(Task) Each record below has to be printed verbatim.

--------

// SPDX-License-Identifier: BUSL-1.1
// Copyright (c) 2026 Alfred Jean LLC

//! Town-root discovery and canonical path resolution.
//!
//! The town root is the directory containing `mayor/town.json` (the
//! primary marker). Every (role, rig, name) tuple resolves to exactly
//! one path under the root; nothing else in the codebase concatenates
//! town paths by hand.

use crate::address::AgentAddress;
use std::path::{Path, PathBuf};
use thiserror::Error;

/// Relative path of the primary marker.
const TOWN_MARKER: &str = "mayor/town.json";

#[derive(Debug, Error)]
pub enum TownError {
    #[error("not inside a town (no {TOWN_MARKER} above {0})")]
    NotFound(PathBuf),
    #[error("io error: {0}")]
    Io(#[from] std::io::Error),
}

/// Resolver for every path the orchestrator touches under a town root.
#[derive(Debug, Clone, PartialEq, Eq)]
pub struct TownPaths {
    root: PathBuf,
}

impl TownPaths {
    pub fn new(root: impl Into<PathBuf>) -> Self {
        Self { root: root.into() }
    }

    pub fn root(&self) -> &Path {
        &self.root
    }

    pub fn marker(&self) -> PathBuf {
        self.root.join(TOWN_MARKER)
    }

    pub fn town_config(&self) -> PathBuf {
        self.marker()
    }

    pub fn rigs_file(&self) -> PathBuf {
        self.root.join("mayor/rigs.json")
    }

    pub fn channels_file(&self) -> PathBuf {
        self.root.join("mayor/channels.json")
    }

    pub fn events_file(&self) -> PathBuf {
        self.root.join(".events.jsonl")
    }

    pub fn warrants_dir(&self) -> PathBuf {
        self.root.join("warrants")
    }

    pub fn warrant_file(&self, target: &str) -> PathBuf {
        // Addresses contain slashes; flatten for the filename.
        let flat = target.replace('/', "-");
        self.warrants_dir().join(format!("{}.warrant.json", flat))
    }

    pub fn beads_dir(&self) -> PathBuf {
        self.root.join(".beads")
    }

    pub fn routes_file(&self) -> PathBuf {
        self.beads_dir().join("routes.jsonl")
    }

    pub fn nudge_queue_root(&self) -> PathBuf {
        self.root.join(".nudges")
    }

    pub fn nudge_queue_dir(&self, session: &str) -> PathBuf {
        self.nudge_queue_root().join(session)
    }

    pub fn rig_dir(&self, rig: &str) -> PathBuf {
        self.root.join(rig)
    }

    pub fn rig_config(&self, rig: &str) -> PathBuf {
        self.rig_dir(rig).join("config.json")
    }

    /// The rig's bare clone that worktrees hang off.
    pub fn rig_repo(&self, rig: &str) -> PathBuf {
        self.rig_dir(rig).join(".repo.git")
    }

    pub fn witness_dir(&self, rig: &str) -> PathBuf {
        self.rig_dir(rig).join("witness")
    }

    pub fn refinery_dir(&self, rig: &str) -> PathBuf {
        self.rig_dir(rig).join("refinery").join("rig")
    }

    pub fn polecat_home(&self, rig: &str, name: &str) -> PathBuf {
        self.rig_dir(rig).join("polecats").join(name)
    }

    /// The polecat's isolated worktree (its working clone).
    pub fn polecat_worktree(&self, rig: &str, name: &str) -> PathBuf {
        self.polecat_home(rig, name).join("rig")
    }

    pub fn polecats_dir(&self, rig: &str) -> PathBuf {
        self.rig_dir(rig).join("polecats")
    }

    pub fn crew_dir(&self, rig: &str, name: &str) -> PathBuf {
        self.rig_dir(rig).join("crew").join(name)
    }

    pub fn dog_home(&self, name: &str) -> PathBuf {
        self.root.join("deacon").join("dogs").join(name)
    }

    /// A dog's per-rig worktree.
    pub fn dog_worktree(&self, name: &str, rig: &str) -> PathBuf {
        self.dog_home(name).join(rig)
    }

    pub fn mayor_dir(&self) -> PathBuf {
        self.root.join("mayor")
    }

    pub fn deacon_dir(&self) -> PathBuf {
        self.root.join("deacon")
    }

    /// Home directory for an agent identity.
    pub fn agent_dir(&self, addr: &AgentAddress) -> PathBuf {
        match addr {
            AgentAddress::Mayor => self.mayor_dir(),
            AgentAddress::Deacon => self.deacon_dir(),
            AgentAddress::Witness { rig } => self.witness_dir(rig),
            AgentAddress::Refinery { rig } => self.refinery_dir(rig),
            AgentAddress::Polecat { rig, name } => self.polecat_worktree(rig, name),
            AgentAddress::Crew { rig, name } => self.crew_dir(rig, name),
            AgentAddress::Dog { name } => self.dog_home(name),
        }
    }
}

/// Walk up from `start` until a directory containing the primary marker
/// is found.
pub fn find_town_root(start: &Path) -> Result<TownPaths, TownError> {
    let mut current = Some(start);
    while let Some(dir) = current {
        if dir.join(TOWN_MARKER).is_file() {
            return Ok(TownPaths::new(dir));
        }
        current = dir.parent();
    }
    Err(TownError::NotFound(start.to_path_buf()))
}

#[cfg(test)]
#[path = "town_tests.rs"]
mod tests;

--------

(Result)
// SPDX-License-Identifier: BUSL-1.1
// Copyright (c) 2026 Alfred Jean LLC

//! Town-root discovery and canonical path resolution.
//!
//! The town root is the directory containing `mayor/town.json` (the
//! primary marker). Every (role, rig, name) tuple resolves to exactly
//! one path under the root; nothing else in the codebase concatenates
//! town paths by hand.

use crate::address::AgentAddress;
use std::path::{Path, PathBuf};
use thiserror::Error;

/// Relative path of the primary marker.
const TOWN_MARKER: &str = "mayor/town.json";

#[derive(Debug, Error)]
pub enum TownError {
    #[error("not inside a town (no {TOWN_MARKER} above {0})")]
    NotFound(PathBuf),
    #[error("io error: {0}")]
    Io(#[from] std::io::Error),
}

/// Resolver for every path the orchestrator touches under a town root.
#[derive(Debug, Clone, PartialEq, Eq)]
pub struct TownPaths {
    root: PathBuf,
}

impl TownPaths {
    pub fn new(root: impl Into<PathBuf>) -> Self {
        Self { root: root.into() }
    }

    pub fn root(&self) -> &Path {
        &self.root
    }

    pub fn marker(&self) -> PathBuf {
        self.root.join(TOWN_MARKER)
    }

    pub fn town_config(&self) -> PathBuf {
        self.marker()
    }

    pub fn rigs_file(&self) -> PathBuf {
        self.root.join("mayor/rigs.json")
    }

    pub fn channels_file(&self) -> PathBuf {
        self.root.join("mayor/channels.json")
    }

    pub fn events_file(&self) -> PathBuf {
        self.root.join(".events.jsonl")
    }

    pub fn warrants_dir(&self) -> PathBuf {
        self.root.join("warrants")
    }

    pub fn warrant_file(&self, target: &str) -> PathBuf {
        // Addresses contain slashes; flatten for the filename.
        let flat = target.replace('/', "-");
        self.warrants_dir().join(format!("{}.warrant.json", flat))
    }

    pub fn beads_dir(&self) -> PathBuf {
        self.root.join(".beads")
    }

    pub fn routes_file(&self) -> PathBuf {
        self.beads_dir().join("routes.jsonl")
    }

    pub fn nudge_queue_root(&self) -> PathBuf {
        self.root.join(".nudges")
    }

    pub fn nudge_queue_dir(&self, session: &str) -> PathBuf {
        self.nudge_queue_root().join(session)
    }

    pub fn rig_dir(&self, rig: &str) -> PathBuf {
        self.root.join(rig)
    }

    pub fn rig_config(&self, rig: &str) -> PathBuf {
        self.rig_dir(rig).join("config.json")
    }

    /// The rig's bare clone that worktrees hang off.
    pub fn rig_repo(&self, rig: &str) -> PathBuf {
        self.rig_dir(rig).join(".repo.git")
    }

    pub fn witness_dir(&self, rig: &str) -> PathBuf {
        self.rig_dir(rig).join("witness")
    }

    pub fn refinery_dir(&self, rig: &str) -> PathBuf {
        self.rig_dir(rig).join("refinery").join("rig")
    }

    pub fn polecat_home(&self, rig: &str, name: &str) -> PathBuf {
        self.rig_dir(rig).join("polecats").join(name)
    }

    /// The polecat's isolated worktree (its working clone).
    pub fn polecat_worktree(&self, rig: &str, name: &str) -> PathBuf {
        self.polecat_home(rig, name).join("rig")
    }

    pub fn polecats_dir(&self, rig: &str) -> PathBuf {
        self.rig_dir(rig).join("polecats")
    }

    pub fn crew_dir(&self, rig: &str, name: &str) -> PathBuf {
        self.rig_dir(rig).join("crew").join(name)
    }

    pub fn dog_home(&self, name: &str) -> PathBuf {
        self.root.join("deacon").join("dogs").join(name)
    }

    /// A dog's per-rig worktree.
    pub fn dog_worktree(&self, name: &str, rig: &str) -> PathBuf {
        self.dog_home(name).join(rig)
    }

    pub fn mayor_dir(&self) -> PathBuf {
        self.root.join("mayor")
    }

    pub fn deacon_dir(&self) -> PathBuf {
        self.root.join("deacon")
    }

    /// Home directory for an agent identity.
    pub fn agent_dir(&self, addr: &AgentAddress) -> PathBuf {
        match addr {
            AgentAddress::Mayor => self.mayor_dir(),
            AgentAddress::Deacon => self.deacon_dir(),
            AgentAddress::Witness { rig } => self.witness_dir(rig),
            AgentAddress::Refinery { rig } => self.refinery_dir(rig),
            AgentAddress::Polecat { rig, name } => self.polecat_worktree(rig, name),
            AgentAddress::Crew { rig, name } => self.crew_dir(rig, name),
            AgentAddress::Dog { name } => self.dog_home(name),
        }
    }
}

/// Walk up from `start` until a directory containing the primary marker
/// is found.
pub fn find_town_root(start: &Path) -> Result<TownPaths, TownError> {
    let mut current = Some(start);
    while let Some(dir) = current {
        if dir.join(TOWN_MARKER).is_file() {
            return Ok(TownPaths::new(dir));
        }
        current = dir.parent();
    }
    Err(TownError::NotFound(start.to_path_buf()))
}

#[cfg(test)]
#[path = "town_tests.rs"]
mod tests;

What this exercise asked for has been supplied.